Local structure refinement of the SrFe 1− x Sn x O 3− y ( x=0.00, 0.25, 0.50 and 0.75) system has been carried out with Fe K-edge X-ray absorption spectroscopic studies. It is found out that the Fe ions are placed in two different symmetric sites, such as tetrahedral and octahedral sites in the compounds from Fe K-edge X-ray absorption near edge structures. Small absorption peaks of the electric quadrupole-allowed transitions appear at the pre-edge region of about 7112 eV, due to the existence of Fe ions in the tetrahedral and octahedral sites.

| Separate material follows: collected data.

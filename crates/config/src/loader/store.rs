//! Layered key/value store backing a configuration load.
//!
//! Responsibilities:
//! - Hold explicit values read from the config file.
//! - Hold defaults pushed in from the schema resolver.
//! - Consult environment variables once the automatic overlay is enabled.
//!
//! Does NOT handle:
//! - Type coercion; values stay strings until unmarshal.
//! - Reading or writing files (see `ini_file.rs`).
//!
//! Invariants:
//! - Precedence is explicit value > environment variable > default.
//! - `set_default` never shadows an explicit value.
//! - Keys are lower-case dotted paths.

use std::collections::BTreeMap;

use super::env::{env_key_for, env_var_or_none};

/// String key/value store with explicit, environment and default layers.
#[derive(Debug, Clone, Default)]
pub struct KeyValueStore {
    values: BTreeMap<String, String>,
    defaults: BTreeMap<String, String>,
    automatic_env: bool,
}

impl KeyValueStore {
    pub fn new() -> Self {
        Self::default()
    }

    /// Build a store whose explicit layer holds `entries`.
    pub fn from_entries(entries: BTreeMap<String, String>) -> Self {
        Self {
            values: entries
                .into_iter()
                .map(|(key, value)| (key.to_lowercase(), value))
                .collect(),
            ..Self::default()
        }
    }

    /// Set an explicit value.
    pub fn set(&mut self, key: &str, value: impl Into<String>) {
        self.values.insert(key.to_lowercase(), value.into());
    }

    /// Set the fallback for `key`, used only when no other layer has it.
    pub fn set_default(&mut self, key: &str, value: impl Into<String>) {
        self.defaults.insert(key.to_lowercase(), value.into());
    }

    /// Consult `SECTION_KEY` environment variables on every lookup from now on.
    pub fn enable_automatic_env(&mut self) {
        self.automatic_env = true;
    }

    /// Highest-precedence value for `key`.
    pub fn get(&self, key: &str) -> Option<String> {
        let key = key.to_lowercase();
        if let Some(value) = self.values.get(&key) {
            return Some(value.clone());
        }
        if self.automatic_env
            && let Some(value) = env_var_or_none(&env_key_for(&key))
        {
            return Some(value);
        }
        self.defaults.get(&key).cloned()
    }
}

Two different absorption peaks of 1s→4p dipole-allowed transition appear on the energy region between 7126 and 7131 eV. The peaks correspond to 1s→4p main transition of Fe ions in tetrahedral and octahedral sites and also to 1s→4p transition followed by the shakedown process of ligand to metal charge transfer. From extended X-ray absorption fine structure study, the interatomic distance of the Fe–O bond increases with the increasing amount of Sn atom. The interatomic distance of the Fe–Fe bond is smaller than that of the Fe–Sn bond, which shows that the substituted Sn atom is positioned to a longer distance of about 0.1 Å from the X-ray absorbing Fe atom.